1) Institute of Surgery named after A.V. Vishnevsky under the RF Ministry of Public Health, Moscow,
2) Russian Medical Academy of Postgraduate Education, Moscow,
3) Interregional Clinical Diagnostic Centre, Kazan,
4) Kazan State Medical University of the RF Ministry of Public Health, Kazan, Russia

The present study was aimed at assessing initial results of hybrid operations in obstructive lesions of the iliac-femoral veins in patients with post-thrombotic disease (PTD).

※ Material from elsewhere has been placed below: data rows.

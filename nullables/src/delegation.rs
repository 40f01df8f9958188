//! Nullable delegation store: in-memory edge map with reverse index.

use crate::Faults;
use async_trait::async_trait;
use civitas_store::{DelegationStore, StoreError};
use civitas_types::Address;
use std::collections::{BTreeSet, HashMap};
use std::sync::Mutex;

#[derive(Default)]
struct Edges {
    /// delegator → delegate.
    forward: HashMap<Address, Address>,
    /// delegate → direct delegators.
    reverse: HashMap<Address, BTreeSet<Address>>,
}

impl Edges {
    fn unlink(&mut self, from: &Address) -> Option<Address> {
        let old_to = self.forward.remove(from)?;
        if let Some(set) = self.reverse.get_mut(&old_to) {
            set.remove(from);
            if set.is_empty() {
                self.reverse.remove(&old_to);
            }
        }
        Some(old_to)
    }
}

/// An in-memory delegation store for testing.
///
/// Stores edges verbatim; it does not reject self-delegation or cycles, which
/// lets tests seed corrupted graphs.
#[derive(Default)]
pub struct NullDelegationStore {
    edges: Mutex<Edges>,
    pub faults: Faults,
}

impl NullDelegationStore {
    pub fn new() -> Self {
        Self::default()
    }

    /// Insert an edge directly, bypassing any graph rules.
    pub fn seed(&self, from: &Address, to: &Address) {
        let mut edges = self.edges.lock().unwrap();
        edges.unlink(from);
        edges.forward.insert(from.clone(), to.clone());
        edges.reverse.entry(to.clone()).or_default().insert(from.clone());
    }
}

#[async_trait]
impl DelegationStore for NullDelegationStore {
    async fn put_delegation(
        &self,
        from: &Address,
        to: &Address,
    ) -> Result<Option<Address>, StoreError> {
        self.faults.apply("delegation").await?;
        let mut edges = self.edges.lock().unwrap();
        let previous = edges.unlink(from);
        edges.forward.insert(from.clone(), to.clone());
        edges.reverse.entry(to.clone()).or_default().insert(from.clone());
        Ok(previous)
    }

    async fn remove_delegation(&self, from: &Address) -> Result<Option<Address>, StoreError> {
        self.faults.apply("delegation").await?;
        Ok(self.edges.lock().unwrap().unlink(from))
    }

    async fn get_delegate(&self, address: &Address) -> Result<Option<Address>, StoreError> {
        self.faults.apply("delegation").await?;
        Ok(self.edges.lock().unwrap().forward.get(address).cloned())
    }

    async fn get_delegators(&self, address: &Address) -> Result<BTreeSet<Address>, StoreError> {
        self.faults.apply("delegation").await?;
        Ok(self
            .edges
            .lock()
            .unwrap()
            .reverse
            .get(address)
            .cloned()
            .unwrap_or_default())
    }
}

#[cfg(test)]
mod tests {
    use super::*;

    fn addr(name: &str) -> Address {
        Address::new(name)
    }

    #[tokio::test]
    async fn replace_updates_reverse_index() {
        let store = NullDelegationStore::new();
        assert_eq!(store.put_delegation(&addr("a"), &addr("b")).await.unwrap(), None);
        assert_eq!(
            store.put_delegation(&addr("a"), &addr("c")).await.unwrap(),
            Some(addr("b"))
        );
        assert!(store.get_delegators(&addr("b")).await.unwrap().is_empty());
        assert_eq!(
            store.get_delegators(&addr("c")).await.unwrap(),
            BTreeSet::from([addr("a")])
        );
    }

    #[tokio::test]
    async fn remove_returns_old_target() {
        let store = NullDelegationStore::new();
        store.put_delegation(&addr("a"), &addr("b")).await.unwrap();
        assert_eq!(store.remove_delegation(&addr("a")).await.unwrap(), Some(addr("b")));
        assert_eq!(store.remove_delegation(&addr("a")).await.unwrap(), None);
        assert_eq!(store.get_delegate(&addr("a")).await.unwrap(), None);
    }

    #[tokio::test]
    async fn seed_allows_cycles() {
        let store = NullDelegationStore::new();
        store.seed(&addr("a"), &addr("b"));
        store.seed(&addr("b"), &addr("a"));
        assert_eq!(store.get_delegate(&addr("b")).await.unwrap(), Some(addr("a")));
    }
}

Hybrid operations [open endovenectomy from the common femoral vein (CFV) with creation of an arteriovenous fistula + stenting of iliac veins] were performed carried out in a total of eleven patients with PTD. Of these, there were 7 men and 4 women aged from 34 to 52 years (mean age – 42.8±7 years). All patients had severe-degree chronic venous insufficiency (CVI). The distribution of patients according to the CEAP classification was as follows: C4a – 2 patients, C4b – 4 patients, C5 – 4 subjects, C6 – 1 patient. The time having elapsed since a newly onset episode of acute iliac-femoral venous thrombosis varied from 2 to 12 years (averagely – 7.1±3.3 years). The degree of manifestation of PTD was determined by means of the Villalta–Pradoni scale before and 6 months after the operation. Instrumental methods of study included ultrasound duplex scanning (USDS), magnetic resonance and/or multispiral computed venography, and contrast-enhanced X-ray venography.

The technical success of the procedure amounted to 91%. In one patient with occlusion of the common and external iliac veins we failed to perform recanalization and stenting. A further one patient developed in-stent and CFV thrombosis on the second postoperative day. An attempt of catheter thrombolysis turned out unsuccessful. There were no wound complications in the postoperative period. Neither was pulmonary artery thromboembolism registered. The dynamic control was carried out by means of USDS before discharge from hospital and at 1, 3 and 6 months after the intervention. The outcomes of hybrid operations after 6 months were followed up in five patients. Secondary patency rate of the stented iliac veins amounted to 100%. No relapses of trophic ulcers were observed. According to the Villalta-Prandoni scale the value of the median of the composite index decreased from 15 to 7 (p=0.012).

The first experience with hybrid operations for obstructive lesions of veins of the iliac-femoral segment demonstrated their high efficacy and safety. Efficiency of the operation was confirmed by significant clinical improvement and good results of patency of the restored-repaired segments of veins.

KEY WORDS: post-thrombotic disease, chronic obstruction of iliac-femoral segment veins, hybrid operations.